Friday, May 04, 2018


John T. Orrico: 
A Distinguished Hero
John Orrico’s Ridgefield High School yearbook said his ambition was “to become a pilot.” Orrico became a pilot, and he used his skills in the most dangerous place in the most dangerous way: He commanded an attack gunship in the Vietnam War.
    Born in Stamford in 1948, John Thomas Orrico grew up in Ridgefield, one of three sons of Fred and Helen Casey Orrico, who ran the popular King Neptune Restaurant on Route 7 for many years (Helen had been a sergeant in the U.S. Marine Corps while Fred was a Navy seaman aboard the battleship Missouri when the Japanese signed their surrender on its deck).
    At Ridgefield High School, where he graduated in 1966, John Orrico played football and golf, was in the band, and helped in the library. He attended The Citadel before enlisting in the U.S. Army in 1968 where he underwent helicopter pilot training and was commissioned a warrant officer. 
He was sent to Vietnam in August 1969 to pilot Huey UH-1C attack helicopters. The UH-1C,  fitted with machine guns and rocket packs, was used to support ground troops in combat.
Piloting one of these helicopters in Vietnam was incredibly dangerous. Of the 696 UH-1Cs
that the Army used in combat, 415 were destroyed, according to military historian Gary Roush. A total of 167 of their pilots and 158 crew were killed. 
Of all 7,000 different models of UH-1 Huey helicopters flown in Vietnam, 3,300 were destroyed, and 1,074 of their pilots died. 

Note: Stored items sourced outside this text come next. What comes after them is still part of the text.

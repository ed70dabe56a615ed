use axum::Json;
use serde_json::{json, Value};

/// GET /health
pub async fn health_handler() -> Json<Value> {
    Json(json!({
        "status": "ok",
        "version": env!("CARGO_PKG_VERSION"),
        "service": "shadway-api"
    }))
}
use std::convert::Infallible;
use std::net::{IpAddr, SocketAddr};

use axum::{
    async_trait,
    extract::{ConnectInfo, FromRequest, FromRequestParts},
    http::{request::Parts, HeaderMap},
};

use crate::errors::AppError;

/// `Json` extractor whose rejections become `AppError::Validation` (400)
/// instead of Axum's default plain-text 415/422 responses.
#[derive(FromRequest)]
#[from_request(via(axum::Json), rejection(AppError))]
pub struct ApiJson<T>(pub T);

/// Rate-limit key for the caller: forwarding headers first, then the TCP
/// peer address (present when served with connect info).
pub struct ClientIp(pub String);

#[async_trait]
impl<S: Send + Sync> FromRequestParts<S> for ClientIp {
    type Rejection = Infallible;

    async fn from_request_parts(parts: &mut Parts, _state: &S) -> Result<Self, Infallible> {
        let peer = parts
            .extensions
            .get::<ConnectInfo<SocketAddr>>()
            .map(|ConnectInfo(addr)| addr.ip());
        Ok(ClientIp(client_ip(&parts.headers, peer)))
    }
}

/// Best-effort client address: first `x-forwarded-for` hop, then `x-real-ip`,
/// then the socket peer.
pub fn client_ip(headers: &HeaderMap, peer: Option<IpAddr>) -> String {
    headers
        .get("x-forwarded-for")
        .and_then(|v| v.to_str().ok())
        .and_then(|v| v.split(',').next())
        .map(str::trim)
        .filter(|v| !v.is_empty())
        .or_else(|| {
            headers
                .get("x-real-ip")
                .and_then(|v| v.to_str().ok())
                .map(str::trim)
                .filter(|v| !v.is_empty())
        })
        .map(str::to_string)
        .or_else(|| peer.map(|ip| ip.to_string()))
        .unwrap_or_else(|| "unknown".to_string())
}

Within a year of his arrival in Vietnam, Orrico had earned the Bronze Star, the Army Commendation Medal, and the Air Medal. But his highest award, the Distinguished Flying Cross, was received Aug. 28, 1970 “for heroism in action while engaged in aerial flight in connection with military operations against a hostile force.”
However, it was not a hostile force but a helicopter that killed CWO Orrico two months later.

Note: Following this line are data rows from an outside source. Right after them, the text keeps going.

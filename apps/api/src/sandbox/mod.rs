//! Parser for the `<file path="...">...</file>` output format the generator is
//! prompted to produce, turning it into a validated list of files.
//!
//! The parser is lenient about the text around tags and tolerates a truncated
//! final tag, so it can run on a stream that is still arriving. Paths are
//! strict: relative, forward-slash separated, no `..`, unique.

pub mod handlers;

use std::collections::HashSet;

use serde::{Deserialize, Serialize};
use thiserror::Error;

use crate::errors::AppError;

const OPEN_TAG: &str = "<file";
const CLOSE_TAG: &str = "</file>";
const MAX_PATH_LEN: usize = 256;

/// Preferred entry points, most specific first.
const ENTRY_CANDIDATES: &[&str] = &[
    "App.tsx",
    "App.jsx",
    "src/App.tsx",
    "src/App.jsx",
    "index.tsx",
];

#[derive(Debug, Error, PartialEq, Eq)]
pub enum SandboxError {
    #[error("invalid file path '{path}': {reason}")]
    InvalidPath { path: String, reason: &'static str },

    #[error("duplicate file path '{0}'")]
    DuplicatePath(String),

    #[error("no <file> tags found in source")]
    NoFiles,
}

impl From<SandboxError> for AppError {
    fn from(e: SandboxError) -> Self {
        AppError::Validation(e.to_string())
    }
}

#[derive(Debug, Clone, PartialEq, Eq, Serialize, Deserialize)]
pub struct SandboxFile {
    pub path: String,
    pub content: String,
    /// False only for a final tag whose `</file>` has not arrived yet.
    pub complete: bool,
}

#[derive(Debug, Clone, PartialEq, Eq, Serialize)]
pub struct ParsedSandbox {
    pub files: Vec<SandboxFile>,
    pub entry_file: Option<String>,
}

/// Extracts every file tag in order. Text outside tags is ignored, and so is
/// a `<file ...>` without a `path` attribute (prose such as "each <file below>").
pub fn parse_file_tags(text: &str) -> Vec<SandboxFile> {
    let mut files = Vec::new();
    let mut rest = text;

    while let Some(start) = rest.find(OPEN_TAG) {
        let after_name = &rest[start + OPEN_TAG.len()..];

        // `<filex` or `<file>` are not file tags.
        if !after_name.starts_with(char::is_whitespace) {
            rest = after_name;
            continue;
        }

        // Opening tag still streaming in.
        let Some(tag_end) = after_name.find('>') else {
            break;
        };

        let attrs = &after_name[..tag_end];
        // Prose like "a <file or two <file path=...>": rescan from the inner `<`.
        if let Some(inner) = attrs.find('<') {
            rest = &after_name[inner..];
            continue;
        }
        let body = &after_name[tag_end + 1..];
        let Some(path) = path_attribute(attrs) else {
            rest = body;
            continue;
        };

        if attrs.trim_end().ends_with('/') {
            files.push(SandboxFile {
                path,
                content: String::new(),
                complete: true,
            });
            rest = body;
            continue;
        }

        match body.find(CLOSE_TAG) {
            Some(end) => {
                files.push(SandboxFile {
                    path,
                    content: trim_body(&body[..end]).to_string(),
                    complete: true,
                });
                rest = &body[end + CLOSE_TAG.len()..];
            }
            None => {
                let partial = strip_partial_close(body);
                files.push(SandboxFile {
                    path,
                    content: trim_leading_newline(partial).to_string(),
                    complete: false,
                });
                break;
            }
        }
    }

    files
}

/// Parses, validates and picks the entry file.
pub fn parse_sandbox(text: &str) -> Result<ParsedSandbox, SandboxError> {
    let files = parse_file_tags(text);
    if files.is_empty() {
        return Err(SandboxError::NoFiles);
    }
    validate_files(&files)?;
    let entry_file = pick_entry_file(files.iter().map(|f| f.path.as_str()));
    Ok(ParsedSandbox { files, entry_file })
}

pub fn validate_files(files: &[SandboxFile]) -> Result<(), SandboxError> {
    let mut seen = HashSet::new();
    for file in files {
        validate_path(&file.path)?;
        if !seen.insert(file.path.as_str()) {
            return Err(SandboxError::DuplicatePath(file.path.clone()));
        }
    }
    Ok(())
}

pub fn validate_path(path: &str) -> Result<(), SandboxError> {
    let invalid = |reason| {
        Err(SandboxError::InvalidPath {
            path: path.to_string(),
            reason,
        })
    };

    if path.is_empty() {
        return invalid("path is empty");
    }
    if path.len() > MAX_PATH_LEN {
        return invalid("path is too long");
    }
    if path.starts_with('/') {
        return invalid("path must be relative");
    }
    if path.contains('\\') {
        return invalid("use forward slashes");
    }
    if path.chars().any(|c| c.is_control()) {
        return invalid("path contains control characters");
    }
    for segment in path.split('/') {
        match segment {
            "" => return invalid("empty path segment"),
            "." | ".." => return invalid("relative segments are not allowed"),
            _ => {}
        }
    }
    Ok(())
}

pub fn pick_entry_file<'a>(paths: impl Iterator<Item = &'a str> + Clone) -> Option<String> {
    ENTRY_CANDIDATES
        .iter()
        .find(|candidate| paths.clone().any(|p| p == **candidate))
        .map(|c| c.to_string())
        .or_else(|| paths.clone().next().map(str::to_string))
}

/// Reads `path="..."` (or single-quoted) out of a tag's attribute text.
fn path_attribute(attrs: &str) -> Option<String> {
    let mut search = attrs;
    while let Some(idx) = search.find("path") {
        let before_ok = idx == 0 || search[..idx].ends_with(char::is_whitespace);
        let after = search[idx + "path".len()..].trim_start();
        if before_ok {
            if let Some(value) = after.strip_prefix('=') {
                let value = value.trim_start();
                let quote = value.chars().next().filter(|c| *c == '"' || *c == '\'')?;
                let inner = &value[1..];
                let close = inner.find(quote)?;
                return Some(inner[..close].trim().to_string());
            }
        }
        search = &search[idx + "path".len()..];
    }
    None
}

fn trim_leading_newline(s: &str) -> &str {
    s.strip_prefix("\r\n")
        .or_else(|| s.strip_prefix('\n'))
        .unwrap_or(s)
}

fn trim_body(s: &str) -> &str {
    let s = trim_leading_newline(s);
    s.strip_suffix("\r\n")
        .or_else(|| s.strip_suffix('\n'))
        .unwrap_or(s)
}

/// Drops a trailing fragment of `</file>` that a stream cut in half.
fn strip_partial_close(body: &str) -> &str {
    for len in (1..CLOSE_TAG.len()).rev() {
        if body.ends_with(&CLOSE_TAG[..len]) {
            return &body[..body.len() - len];
        }
    }
    body
}

#[cfg(test)]
mod tests {
    use super::*;

    #[test]
    fn test_parses_multiple_files() {
        let text = "<file path=\"App.tsx\">\nexport default function App() {}\n</file>\n\
                    <file path=\"components/ui/button.tsx\">\nexport const Button = 1;\n</file>";
        let files = parse_file_tags(text);
        assert_eq!(files.len(), 2);
        assert_eq!(files[0].path, "App.tsx");
        assert_eq!(files[0].content, "export default function App() {}");
        assert!(files[0].complete);
        assert_eq!(files[1].path, "components/ui/button.tsx");
    }

    #[test]
    fn test_ignores_surrounding_prose() {
        let text = "Sure! Here you go:\n<file path='App.tsx'>x</file>\nEnjoy.";
        let files = parse_file_tags(text);
        assert_eq!(files.len(), 1);
        assert_eq!(files[0].content, "x");
    }

    #[test]
    fn test_prose_mentioning_file_tags_is_skipped() {
        let text = "Each <file below> is TSX.\n<file path=\"App.tsx\">x</file>";
        let files = parse_file_tags(text);
        assert_eq!(files.len(), 1);
        assert_eq!(files[0].path, "App.tsx");
        assert_eq!(files[0].content, "x");

        let parsed = parse_sandbox(text).unwrap();
        assert_eq!(parsed.entry_file.as_deref(), Some("App.tsx"));

        let files = parse_file_tags("a <file or two <file path=\"b.tsx\">y</file>");
        assert_eq!(files.len(), 1);
        assert_eq!(files[0].path, "b.tsx");
    }

    #[test]
    fn test_partial_final_file() {
        let text = "<file path=\"App.tsx\">\nconst a = 1;\n</fi";
        let files = parse_file_tags(text);
        assert_eq!(files.len(), 1);
        assert!(!files[0].complete);
        assert_eq!(files[0].content, "const a = 1;\n");
    }

    #[test]
    fn test_truncated_opening_tag_is_dropped() {
        let text = "<file path=\"a.tsx\">a</file><file path=\"b.t";
        let files = parse_file_tags(text);
        assert_eq!(files.len(), 1);
        assert_eq!(files[0].path, "a.tsx");
    }

    #[test]
    fn test_preserves_inner_markup() {
        let text = "<file path=\"App.tsx\"><div className=\"p-4\"><filex/></div></file>";
        let files = parse_file_tags(text);
        assert_eq!(files[0].content, "<div className=\"p-4\"><filex/></div>");
    }

    #[test]
    fn test_extra_attributes_and_spacing() {
        let text = "<file lang=\"tsx\"  path = \"src/App.tsx\" >x</file>";
        let files = parse_file_tags(text);
        assert_eq!(files[0].path, "src/App.tsx");
    }

    #[test]
    fn test_filepath_attribute_is_not_path() {
        assert!(parse_file_tags("<file filepath=\"a.tsx\">x</file>").is_empty());
    }

    #[test]
    fn test_self_closing_tag() {
        let files = parse_file_tags("<file path=\"empty.css\" />");
        assert_eq!(files[0].content, "");
        assert!(files[0].complete);
    }

    #[test]
    fn test_rejects_path_traversal_and_absolute() {
        for path in ["../secret", "/etc/passwd", "a//b", "a\\b", "./a", ""] {
            assert!(validate_path(path).is_err(), "accepted {path:?}");
        }
        assert!(validate_path("components/ui/card.tsx").is_ok());
    }

    #[test]
    fn test_duplicate_paths_rejected() {
        let text = "<file path=\"App.tsx\">a</file><file path=\"App.tsx\">b</file>";
        assert_eq!(
            parse_sandbox(text),
            Err(SandboxError::DuplicatePath("App.tsx".into()))
        );
    }

    #[test]
    fn test_no_files_is_an_error() {
        assert_eq!(parse_sandbox("```tsx\ncode\n```"), Err(SandboxError::NoFiles));
    }

    #[test]
    fn test_entry_file_prefers_app() {
        let text = "<file path=\"lib/utils.ts\">u</file><file path=\"App.tsx\">a</file>";
        let parsed = parse_sandbox(text).unwrap();
        assert_eq!(parsed.entry_file.as_deref(), Some("App.tsx"));

        let files = parse_file_tags("a <file or two <file path=\"b.tsx\">y</file>");
        assert_eq!(files.len(), 1);
        assert_eq!(files[0].path, "b.tsx");
    }

    #[test]
    fn test_entry_file_falls_back_to_first() {
        let text = "<file path=\"Hero.tsx\">h</file><file path=\"Card.tsx\">c</file>";
        let parsed = parse_sandbox(text).unwrap();
        assert_eq!(parsed.entry_file.as_deref(), Some("Hero.tsx"));
    }
}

According to Army records, on Nov. 2, 1970, at 6:50 a.m,  Orrico took off with a crew of three from a base at Rach Gia near the very southern end of Vietnam, and was heading for the Rach Soi Airfield for refueling. After making a right turn and leveling off at 500 feet, “the main rotor system separated from the aircraft,” which then crashed and exploded, killing all four men.
Orrico was due to come home the next month.
The 22-year-old soldier was buried with full military honors at St. Mary’s Cemetery. 
He was the third and last Ridgefielder to lose his life in the Vietnam War.